Goal of the exercise: Look through the material below and say how many of its lines carry the string "LatinCustodianLayout". Only the number should be given.

Segment Open

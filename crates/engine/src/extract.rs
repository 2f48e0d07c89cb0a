// Per-source extraction: each provider's export becomes a symbol →
// quantity mapping, applying that provider's format contract.

use std::collections::BTreeMap;

use crate::assets;
use crate::config::{CustodianBrokerageLayout, LatinCustodianLayout, RowWindow, TransferLayout};
use crate::error::EngineError;
use crate::normalize;
use crate::table::{Cell, Table, Workbook};

/// Mapping key for a label cell: text as-is, numeric codes via their
/// display form. Blank labels have no key, so their rows drop out.
fn symbol_key(cell: &Cell) -> Option<String> {
    match cell {
        Cell::Empty => None,
        Cell::Text(s) => Some(s.clone()),
        Cell::Number(_) => Some(cell.to_string()),
    }
}

/// Latin export: label and quantity columns over every row, labels
/// normalized. Quantities stay raw cells; coercion happens at diff time,
/// where a blank counts as zero and anything unparseable skips the symbol.
pub fn latin_positions(table: &Table, layout: &LatinCustodianLayout) -> BTreeMap<String, Cell> {
    let mut out = BTreeMap::new();
    for row in 0..table.row_count() {
        let label = normalize::normalize(table.cell(row, layout.latin_label_col));
        let Some(key) = symbol_key(&label) else { continue };
        out.insert(key, table.cell(row, layout.latin_qty_col).clone());
    }
    out
}

/// Custodian export, raw variant: fixed row window, labels taken verbatim
/// (the custodian already reports bare codes), quantities left as cells.
pub fn custodian_positions(
    table: &Table,
    window: RowWindow,
    label_col: usize,
    qty_col: usize,
) -> BTreeMap<String, Cell> {
    let mut out = BTreeMap::new();
    for row in window.clip(table.row_count()) {
        let Some(key) = symbol_key(table.cell(row, label_col)) else { continue };
        out.insert(key, table.cell(row, qty_col).clone());
    }
    out
}

/// Custodian export, integer variant: every labeled row in the window must
/// carry a numeric quantity (floats truncate). A bad cell here is a broken
/// export, not a skippable symbol.
pub fn custodian_positions_int(
    table: &Table,
    window: RowWindow,
    label_col: usize,
    qty_col: usize,
) -> Result<BTreeMap<String, i64>, EngineError> {
    let mut out = BTreeMap::new();
    for row in window.clip(table.row_count()) {
        let Some(key) = symbol_key(table.cell(row, label_col)) else { continue };
        let qty_cell = table.cell(row, qty_col);
        let qty = qty_cell.as_number().ok_or_else(|| EngineError::QuantityParse {
            source: "custodian",
            label: key.clone(),
            value: qty_cell.to_string(),
        })?;
        out.insert(key, qty as i64);
    }
    Ok(out)
}

/// Brokerage delimited export: disclaimer lines, then a header row naming
/// the instrument and position columns.
pub fn brokerage_positions(
    table: &Table,
    layout: &CustodianBrokerageLayout,
) -> Result<BTreeMap<String, i64>, EngineError> {
    let header_row = layout.brokerage_skip_rows;
    let label_col = table
        .header_position(header_row, &layout.brokerage_label_header)
        .ok_or_else(|| EngineError::MissingColumn {
            source: "brokerage",
            column: layout.brokerage_label_header.clone(),
        })?;
    let qty_col = table
        .header_position(header_row, &layout.brokerage_qty_header)
        .ok_or_else(|| EngineError::MissingColumn {
            source: "brokerage",
            column: layout.brokerage_qty_header.clone(),
        })?;

    let mut out = BTreeMap::new();
    for row in header_row + 1..table.row_count() {
        let Some(key) = symbol_key(table.cell(row, label_col)) else { continue };
        let qty_cell = table.cell(row, qty_col);
        let qty = qty_cell.as_number().ok_or_else(|| EngineError::QuantityParse {
            source: "brokerage",
            label: key.clone(),
            value: qty_cell.to_string(),
        })?;
        out.insert(key, qty as i64);
    }
    Ok(out)
}

/// Transfer sheets: every Assets clause across the configured sheets, in
/// workbook order, folded under the layout's aggregation policy. Absent
/// sheets are simply not there; a workbook with none of them is an error.
pub fn transfer_positions(
    workbook: &Workbook,
    layout: &TransferLayout,
) -> Result<BTreeMap<String, i64>, EngineError> {
    let mut found = 0usize;
    let mut parsed = Vec::new();

    for (name, sheet) in workbook.iter() {
        if !layout.sheets.iter().any(|s| s == name) {
            continue;
        }
        found += 1;
        let assets_col = sheet
            .header_position(0, &layout.assets_header)
            .ok_or_else(|| EngineError::MissingColumn {
                source: "transactions",
                column: layout.assets_header.clone(),
            })?;
        for row in 1..sheet.row_count() {
            if let Some(text) = sheet.cell(row, assets_col).as_text() {
                parsed.extend(assets::clauses(text));
            }
        }
    }

    if found == 0 {
        return Err(EngineError::MissingSheets { expected: layout.sheets.clone() });
    }

    Ok(assets::aggregate(parsed, layout.aggregate))
}

/// Conversions ledger: one control value per NEMO. An ADR-typed row wins
/// over CEDEAR rows regardless of order; the first row of the winning type
/// provides the value. A NEMO with neither type has no control value.
pub fn conversion_controls(
    table: &Table,
    layout: &TransferLayout,
) -> Result<BTreeMap<String, f64>, EngineError> {
    let column = |name: &str| {
        table.header_position(0, name).ok_or_else(|| EngineError::MissingColumn {
            source: "conversions",
            column: name.to_string(),
        })
    };
    let nemo_col = column(&layout.nemo_header)?;
    let type_col = column(&layout.type_header)?;
    let adr_col = column(&layout.adr_qty_header)?;
    let cedear_col = column(&layout.cedear_qty_header)?;

    #[derive(Default)]
    struct Picks {
        adr: Option<f64>,
        cedear: Option<f64>,
    }

    let mut picks: BTreeMap<String, Picks> = BTreeMap::new();
    for row in 1..table.row_count() {
        let Some(nemo) = symbol_key(table.cell(row, nemo_col)) else { continue };
        let entry = picks.entry(nemo).or_default();
        // A missing or non-numeric value still claims the slot, as zero
        match table.cell(row, type_col).as_text() {
            Some("ADR") if entry.adr.is_none() => {
                entry.adr = Some(table.cell(row, adr_col).as_number().unwrap_or(0.0));
            }
            Some("CEDEAR") if entry.cedear.is_none() => {
                entry.cedear = Some(table.cell(row, cedear_col).as_number().unwrap_or(0.0));
            }
            _ => {}
        }
    }

    Ok(picks
        .into_iter()
        .filter_map(|(nemo, p)| p.adr.or(p.cedear).map(|value| (nemo, value)))
        .collect())
}
// posrecon - pairwise position reconciliation across back-office exports

mod exit_codes;
mod ops;

use std::path::PathBuf;
use std::process::ExitCode;

use clap::{Args, Parser, Subcommand};

use exit_codes::EXIT_SUCCESS;

#[derive(Parser)]
#[command(name = "posrecon")]
#[command(about = "Pairwise position reconciliation across back-office exports")]
#[command(version)]
struct Cli {
    #[command(subcommand)]
    command: Commands,
}

#[derive(Subcommand)]
enum Commands {
    /// Latin export vs custodian export (both spreadsheets)
    #[command(after_help = "\
Examples:
  posrecon latin-custodian latin.xlsx custodian.xlsx
  posrecon latin-custodian latin.xlsx custodian.xlsx --json
  posrecon latin-custodian latin.xlsx custodian.xlsx --output report.json")]
    LatinCustodian {
        /// Latin positions spreadsheet
        latin: PathBuf,
        /// Custodian positions spreadsheet
        custodian: PathBuf,
        #[command(flatten)]
        opts: OutputOpts,
    },

    /// Custodian export vs brokerage delimited export
    #[command(after_help = "\
Examples:
  posrecon custodian-brokerage brokerage.csv custodian.xlsx --json")]
    CustodianBrokerage {
        /// Brokerage delimited export (disclaimer line + header row)
        brokerage: PathBuf,
        /// Custodian positions spreadsheet
        custodian: PathBuf,
        #[command(flatten)]
        opts: OutputOpts,
    },

    /// Transfer sheets vs conversions ledger
    #[command(after_help = "\
Examples:
  posrecon transfers transactions.xlsx conversions.csv --json")]
    Transfers {
        /// Transactions workbook holding the Position Transfer sheets
        transactions: PathBuf,
        /// Conversions ledger (delimiter auto-detected)
        conversions: PathBuf,
        #[command(flatten)]
        opts: OutputOpts,
    },
}

#[derive(Args)]
struct OutputOpts {
    /// Output JSON to stdout instead of just the summary
    #[arg(long)]
    json: bool,

    /// Write JSON output to file
    #[arg(long)]
    output: Option<PathBuf>,

    /// TOML file overriding layout windows, columns, or aggregation policy
    #[arg(long)]
    config: Option<PathBuf>,
}

#[derive(Debug)]
pub(crate) struct CliError {
    pub code: u8,
    pub message: String,
    pub hint: Option<String>,
}

fn main() -> ExitCode {
    let cli = Cli::parse();
    match ops::run(cli.command) {
        Ok(()) => ExitCode::from(EXIT_SUCCESS),
        Err(err) => {
            eprintln!("error: {}", err.message);
            if let Some(hint) = err.hint {
                eprintln!("hint: {hint}");
            }
            ExitCode::from(err.code)
        }
    }
}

Segment Closed

Exercise solution: 2